Crunch time on bad snacking habits: add an apple
Research has found that some apples are even better for you than others.

From Ambrosia to Sundowner

Aussie apples are available year-round. However, we’re heading into prime apple season now, which means you can have your pick of more than 15 varieties. But which one to choose? Research from the University of Western Australia and Edith Cowan University found that Pink Lady and Bravo apples are the highest in polyphenols. These are thought to improve health through their antioxidant effects. But all apples are high in polyphenols, particularly the polyphenol quercetin. This has been linked to everything from reducing inflammation and lowering blood pressure to reducing your risk of heart disease.

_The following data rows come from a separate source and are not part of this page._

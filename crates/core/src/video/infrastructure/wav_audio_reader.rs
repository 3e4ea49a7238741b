use std::path::Path;

use hound::{SampleFormat, WavReader};

use crate::audio::domain::audio_track::AudioTrack;
use crate::video::domain::audio_reader::AudioReader;

/// Decodes a PCM WAV file into normalized f32 samples.
///
/// Handles the 16-bit integer output the ffmpeg extractor produces, plus
/// 32-bit float WAVs for completeness. Channel layout is preserved.
pub struct WavAudioReader;

impl AudioReader for WavAudioReader {
    fn read_audio(&self, path: &Path) -> Result<AudioTrack, Box<dyn std::error::Error>> {
        let mut reader = WavReader::open(path)
            .map_err(|e| format!("could not open {}: {e}", path.display()))?;
        let spec = reader.spec();

        let samples: Vec<f32> = match (spec.sample_format, spec.bits_per_sample) {
            (SampleFormat::Int, 16) => reader
                .samples::<i16>()
                .map(|s| s.map(|v| v as f32 / i16::MAX as f32))
                .collect::<Result<_, _>>()?,
            (SampleFormat::Float, 32) => reader.samples::<f32>().collect::<Result<_, _>>()?,
            (format, bits) => {
                return Err(format!(
                    "unsupported WAV format: {bits}-bit {format:?} in {}",
                    path.display()
                )
                .into())
            }
        };

        Ok(AudioTrack::new(samples, spec.sample_rate, spec.channels))
    }
}

#[cfg(test)]
mod tests {
    use super::*;
    use hound::{WavSpec, WavWriter};
    use tempfile::TempDir;

    fn write_i16_wav(path: &Path, samples: &[i16], sample_rate: u32, channels: u16) {
        let mut writer = WavWriter::create(
            path,
            WavSpec {
                channels,
                sample_rate,
                bits_per_sample: 16,
                sample_format: SampleFormat::Int,
            },
        )
        .unwrap();
        for &s in samples {
            writer.write_sample(s).unwrap();
        }
        writer.finalize().unwrap();
    }

    #[test]
    fn test_read_16bit_mono() {
        let tmp = TempDir::new().unwrap();
        let path = tmp.path().join("audio.wav");
        write_i16_wav(&path, &[0, i16::MAX, i16::MIN + 1, 0], 16000, 1);

        let track = WavAudioReader.read_audio(&path).unwrap();
        assert_eq!(track.samples().len(), 4);
        assert_eq!(track.sample_rate(), 16000);
        assert_eq!(track.channels(), 1);
        assert!((track.samples()[1] - 1.0).abs() < 1e-4);
        assert!((track.samples()[2] + 1.0).abs() < 1e-4);
    }

    #[test]
    fn test_read_reports_duration() {
        let tmp = TempDir::new().unwrap();
        let path = tmp.path().join("audio.wav");
        write_i16_wav(&path, &vec![0i16; 16000], 16000, 1);

        let track = WavAudioReader.read_audio(&path).unwrap();
        assert_eq!(track.duration_ms(), 1000);
    }

    #[test]
    fn test_read_missing_file_returns_error() {
        let result = WavAudioReader.read_audio(Path::new("/nonexistent/audio.wav"));
        assert!(result.is_err());
    }

    #[test]
    fn test_read_float_wav() {
        let tmp = TempDir::new().unwrap();
        let path = tmp.path().join("audio.wav");
        let mut writer = WavWriter::create(
            &path,
            WavSpec {
                channels: 1,
                sample_rate: 16000,
                bits_per_sample: 32,
                sample_format: SampleFormat::Float,
            },
        )
        .unwrap();
        for s in [0.0f32, 0.5, -0.5] {
            writer.write_sample(s).unwrap();
        }
        writer.finalize().unwrap();

        let track = WavAudioReader.read_audio(&path).unwrap();
        assert_eq!(track.samples(), &[0.0, 0.5, -0.5]);
    }
}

Crunch time on bad snacking habits: add an apple
All that Jazz: so good, even Queen Oprah gives them the royal nod.

Jazz up your snacking

When it comes to crunch factor and flavour burst, we at Eativity can’t go past a Jazz apple. Being a red-skinned variety, Jazz are high in antioxidant compounds. Plus, their sweet, tangy taste and crisp texture even saw this variety score a rave review in, the digital site of O! The Oprah Magazine. Jazz apples are grown in orchards all across southern Australia, from Pemberton in WA and Stanthorpe in Queensland to the Huon Valley in Tassie. You can find them in-store from April to December.